Repeat the lines below exactly as written, please, from the line with "pub fn dispatch(&mut" to the line with "pub fn poll_all(&mut", both lines included, and no others.

(Stored dataset items)
.....
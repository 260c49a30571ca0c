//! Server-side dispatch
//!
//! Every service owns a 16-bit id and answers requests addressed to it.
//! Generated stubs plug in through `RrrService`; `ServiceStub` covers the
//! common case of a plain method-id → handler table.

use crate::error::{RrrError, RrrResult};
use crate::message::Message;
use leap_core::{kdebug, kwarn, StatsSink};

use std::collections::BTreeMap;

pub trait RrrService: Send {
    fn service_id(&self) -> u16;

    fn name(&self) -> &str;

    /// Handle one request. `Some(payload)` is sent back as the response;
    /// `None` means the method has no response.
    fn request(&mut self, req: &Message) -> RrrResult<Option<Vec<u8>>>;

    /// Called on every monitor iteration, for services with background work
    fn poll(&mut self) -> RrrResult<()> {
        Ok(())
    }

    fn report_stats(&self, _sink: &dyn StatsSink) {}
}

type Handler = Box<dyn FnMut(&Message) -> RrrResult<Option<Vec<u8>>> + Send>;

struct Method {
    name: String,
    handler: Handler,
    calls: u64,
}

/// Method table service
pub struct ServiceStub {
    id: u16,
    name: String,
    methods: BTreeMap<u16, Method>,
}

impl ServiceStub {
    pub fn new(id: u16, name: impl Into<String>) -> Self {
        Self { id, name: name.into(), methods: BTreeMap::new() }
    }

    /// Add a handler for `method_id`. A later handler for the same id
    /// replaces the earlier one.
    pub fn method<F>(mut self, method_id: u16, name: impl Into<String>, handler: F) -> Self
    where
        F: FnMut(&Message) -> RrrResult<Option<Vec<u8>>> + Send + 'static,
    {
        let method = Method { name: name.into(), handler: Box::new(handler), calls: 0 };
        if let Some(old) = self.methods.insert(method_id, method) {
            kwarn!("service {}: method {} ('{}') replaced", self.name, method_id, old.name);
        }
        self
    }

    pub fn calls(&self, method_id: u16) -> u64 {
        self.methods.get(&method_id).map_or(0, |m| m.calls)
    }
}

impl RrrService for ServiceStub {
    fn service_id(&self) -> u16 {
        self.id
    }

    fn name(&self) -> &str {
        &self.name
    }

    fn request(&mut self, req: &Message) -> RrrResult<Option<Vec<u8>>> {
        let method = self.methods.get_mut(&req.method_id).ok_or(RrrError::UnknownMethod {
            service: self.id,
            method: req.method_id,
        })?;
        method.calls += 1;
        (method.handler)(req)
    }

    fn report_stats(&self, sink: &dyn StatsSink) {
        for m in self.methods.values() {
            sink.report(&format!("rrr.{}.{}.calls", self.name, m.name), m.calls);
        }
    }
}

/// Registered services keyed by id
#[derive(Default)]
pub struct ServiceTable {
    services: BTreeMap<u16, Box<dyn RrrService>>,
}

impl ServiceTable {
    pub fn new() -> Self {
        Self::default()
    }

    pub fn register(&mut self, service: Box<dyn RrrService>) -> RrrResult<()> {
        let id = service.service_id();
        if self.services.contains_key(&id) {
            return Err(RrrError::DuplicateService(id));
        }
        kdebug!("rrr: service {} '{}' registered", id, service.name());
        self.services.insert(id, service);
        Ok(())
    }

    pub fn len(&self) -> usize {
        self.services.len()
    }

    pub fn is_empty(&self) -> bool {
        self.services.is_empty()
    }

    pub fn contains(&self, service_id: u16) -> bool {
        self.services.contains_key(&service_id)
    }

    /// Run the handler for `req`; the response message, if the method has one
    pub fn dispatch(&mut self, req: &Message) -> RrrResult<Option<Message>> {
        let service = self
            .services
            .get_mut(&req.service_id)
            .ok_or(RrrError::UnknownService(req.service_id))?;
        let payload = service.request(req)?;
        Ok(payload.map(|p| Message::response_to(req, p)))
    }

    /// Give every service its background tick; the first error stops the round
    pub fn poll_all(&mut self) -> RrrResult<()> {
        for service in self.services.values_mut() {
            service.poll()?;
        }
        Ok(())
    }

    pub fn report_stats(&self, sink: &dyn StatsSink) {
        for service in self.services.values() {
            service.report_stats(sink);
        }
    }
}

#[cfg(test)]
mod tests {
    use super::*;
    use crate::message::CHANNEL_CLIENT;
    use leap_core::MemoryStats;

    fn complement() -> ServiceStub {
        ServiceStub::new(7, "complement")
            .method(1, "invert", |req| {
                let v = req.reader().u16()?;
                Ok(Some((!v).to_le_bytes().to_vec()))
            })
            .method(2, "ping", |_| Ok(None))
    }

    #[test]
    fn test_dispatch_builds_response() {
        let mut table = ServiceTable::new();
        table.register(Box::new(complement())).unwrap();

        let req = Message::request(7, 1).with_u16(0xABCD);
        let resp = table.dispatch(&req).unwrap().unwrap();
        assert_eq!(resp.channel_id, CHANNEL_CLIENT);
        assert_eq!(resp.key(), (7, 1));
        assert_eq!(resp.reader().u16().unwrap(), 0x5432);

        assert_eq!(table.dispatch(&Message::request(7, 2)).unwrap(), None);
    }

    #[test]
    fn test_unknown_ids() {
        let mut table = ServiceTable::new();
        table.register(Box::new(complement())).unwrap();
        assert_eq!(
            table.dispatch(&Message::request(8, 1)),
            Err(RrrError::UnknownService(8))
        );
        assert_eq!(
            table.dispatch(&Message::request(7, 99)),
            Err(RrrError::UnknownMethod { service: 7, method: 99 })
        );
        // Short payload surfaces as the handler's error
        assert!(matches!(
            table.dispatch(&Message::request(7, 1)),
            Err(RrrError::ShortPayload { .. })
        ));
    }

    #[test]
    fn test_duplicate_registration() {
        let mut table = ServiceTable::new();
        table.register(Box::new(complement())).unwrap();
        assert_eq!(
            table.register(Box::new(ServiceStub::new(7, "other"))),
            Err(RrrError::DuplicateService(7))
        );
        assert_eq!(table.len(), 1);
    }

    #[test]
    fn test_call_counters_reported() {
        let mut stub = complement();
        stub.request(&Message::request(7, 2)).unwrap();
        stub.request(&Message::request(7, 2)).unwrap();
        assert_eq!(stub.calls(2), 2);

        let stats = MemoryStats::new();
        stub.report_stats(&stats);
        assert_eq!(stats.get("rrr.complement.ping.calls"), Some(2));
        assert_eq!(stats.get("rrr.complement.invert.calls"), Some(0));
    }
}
.....
Problem solution:
    pub fn dispatch(&mut self, req: &Message) -> RrrResult<Option<Message>> {
        let service = self
            .services
            .get_mut(&req.service_id)
            .ok_or(RrrError::UnknownService(req.service_id))?;
        let payload = service.request(req)?;
        Ok(payload.map(|p| Message::response_to(req, p)))
    }

    /// Give every service its background tick; the first error stops the round
    pub fn poll_all(&mut self) -> RrrResult<()> {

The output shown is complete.